- [Task directions]
Please retype the listing below exactly, from its opening line through the line where "pub struct Assignee" appears.

- [Excerpted data]
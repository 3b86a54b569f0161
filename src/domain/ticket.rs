use std::sync::Arc;

use serde::Deserialize;
use serde_json::{Map, Value};

use crate::domain::fields::FieldCatalog;

pub const EMAIL_BODY_FIELD: &str = "SPO: E-mail Body";
pub const HANDLED_LABEL: &str = "spo-automation-handled";

#[derive(Debug, Clone, PartialEq, Eq, Deserialize)]
pub struct Assignee {
    pub name: String,
    #[serde(rename = "displayName", default)]
    pub display_name: Option<String>,
}

#[derive(Debug, Clone)]
pub struct Ticket {
    pub key: String,
    pub id: String,
    pub labels: Vec<String>,
    pub assignee: Option<Assignee>,
    fields: Map<String, Value>,
    catalog: Arc<FieldCatalog>,
}

impl Ticket {
    /// Builds a ticket from raw fields keyed by tracker field id.
    pub fn new(
        key: impl Into<String>,
        id: impl Into<String>,
        mut fields: Map<String, Value>,
        catalog: Arc<FieldCatalog>,
    ) -> Self {
        let labels = fields
            .remove("labels")
            .and_then(|value| serde_json::from_value::<Vec<String>>(value).ok())
            .unwrap_or_default();
        let assignee = fields
            .remove("assignee")
            .and_then(|value| serde_json::from_value::<Assignee>(value).ok());

        Self {
            key: key.into(),
            id: id.into(),
            labels,
            assignee,
            fields,
            catalog,
        }
    }

    /// Looks up a field by its human-readable name. Null values count as absent.
    pub fn field(&self, name: &str) -> Option<&Value> {
        self.fields
            .get(self.catalog.id_for(name))
            .filter(|value| !value.is_null())
    }

    pub fn field_str(&self, name: &str) -> Option<&str> {
        self.field(name).and_then(Value::as_str)
    }

    pub fn has_label(&self, label: &str) -> bool {
        self.labels.iter().any(|existing| existing == label)
    }

    /// Adds `label` locally; returns `false` when it was already present.
    pub fn add_label(&mut self, label: &str) -> bool {
        if self.has_label(label) {
            return false;
        }
        self.labels.push(label.to_string());
        true
    }

    pub fn is_assigned_to(&self, account: &str) -> bool {
        self.assignee
            .as_ref()
            .is_some_and(|assignee| assignee.name == account)
    }
}

#[derive(Debug, Clone, PartialEq, Eq, Deserialize)]
pub struct Transition {
    pub id: String,
    pub name: String,
}
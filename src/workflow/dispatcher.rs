use std::collections::HashMap;
use std::sync::{Arc, Mutex, PoisonError};

use async_trait::async_trait;

use crate::context::AppContext;
use crate::domain::classification::{Category, MappedSubcategory};
use crate::domain::ticket::Ticket;
use crate::error::{AppError, AppResult};

pub const WORKFLOW_NAMESPACE: &str = "workflows";
pub const ENTRY_POINT: &str = "on_create";

/// Follow-up action for one category/subcategory pair.
#[async_trait]
pub trait Workflow: Send + Sync {
    async fn on_create(&self, ctx: &AppContext, ticket: &mut Ticket) -> AppResult<()>;
}

pub type WorkflowFactory = Box<dyn Fn(&AppContext) -> AppResult<Arc<dyn Workflow>> + Send + Sync>;

pub enum Dispatch {
    Handler(Arc<dyn Workflow>),
    NotFound,
}

/// `workflows.<category>.<mapped_subcategory>.on_create`
pub fn workflow_path(category: Category, mapped: MappedSubcategory) -> String {
    format!(
        "{WORKFLOW_NAMESPACE}.{}.{}.{ENTRY_POINT}",
        category.namespace(),
        mapped.as_str()
    )
}

fn ensure_in_namespace(path: &str) -> AppResult<()> {
    let mut segments = path.split('.');
    let in_namespace = segments.next() == Some(WORKFLOW_NAMESPACE)
        && segments.next().is_some_and(|segment| !segment.is_empty());
    if in_namespace {
        Ok(())
    } else {
        Err(AppError::WorkflowNamespace(path.to_string()))
    }
}

/// Maps workflow paths to factories. A handler is built on first resolution
/// and reused for the rest of the process.
#[derive(Default)]
pub struct WorkflowRegistry {
    factories: HashMap<String, WorkflowFactory>,
    loaded: Mutex<HashMap<String, Arc<dyn Workflow>>>,
}

impl WorkflowRegistry {
    pub fn new() -> Self {
        Self::default()
    }

    pub fn register<F>(&mut self, path: impl Into<String>, factory: F) -> AppResult<()>
    where
        F: Fn(&AppContext) -> AppResult<Arc<dyn Workflow>> + Send + Sync + 'static,
    {
        let path = path.into();
        ensure_in_namespace(&path)?;
        self.factories.insert(path, Box::new(factory));
        Ok(())
    }

    pub fn is_registered(&self, path: &str) -> bool {
        self.factories.contains_key(path)
    }

    pub fn dispatch(
        &self,
        ctx: &AppContext,
        category: Category,
        mapped: MappedSubcategory,
    ) -> AppResult<Dispatch> {
        self.resolve(ctx, &workflow_path(category, mapped))
    }

    /// Paths outside the workflow namespace are a programming error, not a miss.
    /// A factory that fails is propagated; only an unregistered path is `NotFound`.
    pub fn resolve(&self, ctx: &AppContext, path: &str) -> AppResult<Dispatch> {
        ensure_in_namespace(path)?;

        let mut loaded = self.loaded.lock().unwrap_or_else(PoisonError::into_inner);
        if let Some(handler) = loaded.get(path) {
            return Ok(Dispatch::Handler(Arc::clone(handler)));
        }

        let Some(factory) = self.factories.get(path) else {
            return Ok(Dispatch::NotFound);
        };
        let handler = factory(ctx)?;
        loaded.insert(path.to_string(), Arc::clone(&handler));
        Ok(Dispatch::Handler(handler))
    }
}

- [Task solution]
repository 3b86a54b569f0161
filename src/domain/ticket.rs
use std::sync::Arc;

use serde::Deserialize;
use serde_json::{Map, Value};

use crate::domain::fields::FieldCatalog;

pub const EMAIL_BODY_FIELD: &str = "SPO: E-mail Body";
pub const HANDLED_LABEL: &str = "spo-automation-handled";

#[derive(Debug, Clone, PartialEq, Eq, Deserialize)]
pub struct Assignee {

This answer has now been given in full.